Notably, even if chronic mercury exposure were to increase CVD risk, the most important question for an individual decision regarding fish intake would be the tipping point of the relative harm from mercury vs. benefit from n-3 PUFA in the fish [
76]. In other words, at what concentration of mercury, vs. content of n-3 PUFA, might the presence of MeHg change the health effects of fish consumption from net benefit to harm? Some data is available to help answer this question. First, in the two studies that observed higher cardiovascular risk with higher vs. lower mercury levels, the
net relationship between overall fish consumption and CHD risk was still protective [
70,
72,
77]. This suggests that, on average, fish consumption lowers CVD risk even in populations in which relative adverse effects of mercury were identified. Thus, the remaining uncertainty is: does this average beneficial effect of fish consumption differ at some level of mercury exposure? Unfortunately, most prior studies have not evaluated this potential interaction. The Kuopio investigators did report the interaction between effects of fish consumption, as reflected by serum n-3 PUFA levels, and effects of mercury exposure, as measured in hair [
77]. Whether mercury levels were higher or lower, greater n-3 PUFA consumption was still associated with lower risk of CHD – higher mercury exposure simply lessened the slope of this benefit, but did not cause higher net risk ().
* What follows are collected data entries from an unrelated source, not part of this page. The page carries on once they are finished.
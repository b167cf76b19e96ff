// Database models for the subscription store
use tiberius::Row;

use crate::error::{GatewayError, GatewayResult};

/// Row of `[dbo].[Subscriptions]` as far as the gateway cares.
#[derive(Debug, Clone, PartialEq, Eq)]
pub struct Subscription {
    pub purchaser_tenant_id: String,
    pub is_active: bool,
}

impl TryFrom<&Row> for Subscription {
    type Error = GatewayError;

    fn try_from(row: &Row) -> GatewayResult<Self> {
        let purchaser_tenant_id = row
            .try_get::<&str, _>("PurchaserTenantId")?
            .unwrap_or_default()
            .to_string();
        let is_active = row.try_get::<bool, _>("IsActive")?.unwrap_or(false);

        Ok(Subscription {
            purchaser_tenant_id,
            is_active,
        })
    }
}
These findings suggest that, on average, (1) MeHg in fish may lessen the benefits of fish intake – a finding that has major implications for regulatory decisions regarding control of mercury emissions, because greater public health benefit may be derived from fish consumption if mercury levels were decreased; but (2) even consumption of mercury-containing fish provides some cardiovascular benefit compared with no fish consumption at all – a finding has major implications for an individual’s decision to consume or not consume a particular fish meal that contains mercury. Further investigation of this potential interaction, including both higher and lower ranges of both n-3 PUFA and mercury exposure, is clearly warranted.